[Collection entries]
··········

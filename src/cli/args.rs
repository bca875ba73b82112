//! CLI argument definitions using clap

use std::path::PathBuf;

use clap::{ArgAction, Parser, Subcommand, ValueHint};

/// Parse decision-tree text exports into trees and drawing layouts
#[derive(Parser, Debug)]
#[command(name = "rstree")]
#[command(author, version, about, long_about = None)]
#[command(propagate_version = true)]
pub struct Cli {
    /// Enable debug output; repeat for more verbosity
    #[arg(short, long, action = ArgAction::Count, global = true)]
    pub debug: u8,

    #[command(subcommand)]
    pub command: Option<Commands>,
}

#[derive(Subcommand, Debug)]
pub enum Commands {
    /// Parse an export and print the tree structure
    Show {
        /// Export file
        #[arg(value_hint = ValueHint::FilePath)]
        file: PathBuf,

        /// Include leaf class nodes in the tree
        #[arg(short, long)]
        leaves: bool,
    },

    /// Parse an export and print its drawing layout
    Layout {
        /// Export file
        #[arg(value_hint = ValueHint::FilePath)]
        file: PathBuf,
    },

    /// Summarize leaf class assignments
    Leaves {
        /// Export file
        #[arg(value_hint = ValueHint::FilePath)]
        file: PathBuf,
    },

    /// Parse all exports in a directory
    Scan {
        /// Directory (default: configured default_dir)
        #[arg(value_hint = ValueHint::DirPath)]
        dir: Option<PathBuf>,
    },

    /// Manage settings
    Config {
        #[command(subcommand)]
        command: ConfigCommands,
    },

    /// Generate shell completions
    Completion {
        /// Shell type
        #[arg(value_enum)]
        shell: clap_complete::Shell,
    },
}

/// Config subcommands
#[derive(Subcommand, Debug)]
pub enum ConfigCommands {
    /// Show merged config
    Show,

    /// Create config template
    Init,

    /// Show config paths
    Path,
}
//! Arena-based assembly structure for tree construction.
//!
//! The builder attaches nodes by index while scanning lines, then the arena
//! is converted into the owned [`TreeNode`] model. Children attached under a
//! leaf payload stay unlinked instead of failing, which is how malformed
//! exports degrade.

use generational_arena::{Arena, Index};

use crate::domain::entities::TreeNode;
use crate::domain::scan::NodePayload;

/// Node under construction.
#[derive(Debug)]
pub struct BuildNode {
    pub payload: NodePayload,
    /// Index of the linked parent, None for top-level or unlinked nodes.
    pub parent: Option<Index>,
    pub children: Vec<Index>,
}

/// Arena holding one parse's nodes plus its top-level accumulator.
///
/// Local to a single parse call; there is no shared or global root state.
#[derive(Debug, Default)]
pub struct TreeArena {
    arena: Arena<BuildNode>,
    roots: Vec<Index>,
}

impl TreeArena {
    pub fn new() -> Self {
        Self {
            arena: Arena::new(),
            roots: Vec::new(),
        }
    }

    /// Insert a node.
    ///
    /// With `parent: None` the node is recorded as a top-level root. With a
    /// parent index, the node is linked as its last child only when the
    /// parent is a condition; under a class payload the node is inserted but
    /// stays unlinked, so its subtree never materializes in the output.
    pub fn insert_node(&mut self, payload: NodePayload, parent: Option<Index>) -> Index {
        let attachable = match parent {
            Some(parent_idx) => matches!(
                self.arena.get(parent_idx).map(|n| &n.payload),
                Some(NodePayload::Condition(_))
            ),
            None => false,
        };

        let node_idx = self.arena.insert(BuildNode {
            payload,
            parent: if attachable { parent } else { None },
            children: Vec::new(),
        });

        match parent {
            Some(parent_idx) if attachable => {
                if let Some(parent_node) = self.arena.get_mut(parent_idx) {
                    parent_node.children.push(node_idx);
                }
            }
            Some(_) => {}
            None => self.roots.push(node_idx),
        }

        node_idx
    }

    pub fn get_node(&self, idx: Index) -> Option<&BuildNode> {
        self.arena.get(idx)
    }

    /// Top-level node indices in insertion order.
    pub fn roots(&self) -> &[Index] {
        &self.roots
    }

    pub fn len(&self) -> usize {
        self.arena.len()
    }

    pub fn is_empty(&self) -> bool {
        self.arena.is_empty()
    }

    /// Convert the subtree rooted at `idx` into the owned model.
    pub fn to_tree(&self, idx: Index) -> Option<TreeNode> {
        let node = self.arena.get(idx)?;
        match &node.payload {
            NodePayload::Class(class_id) => Some(TreeNode::Leaf {
                class_id: *class_id,
            }),
            NodePayload::Condition(condition) => {
                let children = node
                    .children
                    .iter()
                    .filter_map(|&child| self.to_tree(child))
                    .collect();
                Some(TreeNode::Decision {
                    condition: condition.clone(),
                    children,
                })
            }
        }
    }
}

··········

== Task ==
All that belongs in the answer is an exact copy of the lines from the start of the records above through the line with "#[derive(Parser, Debug)]".

== Response box ==
filename src/cli/args.rs
repository bca875ba73b82112
//! CLI argument definitions using clap

use std::path::PathBuf;

use clap::{ArgAction, Parser, Subcommand, ValueHint};

/// Parse decision-tree text exports into trees and drawing layouts
#[derive(Parser, Debug)]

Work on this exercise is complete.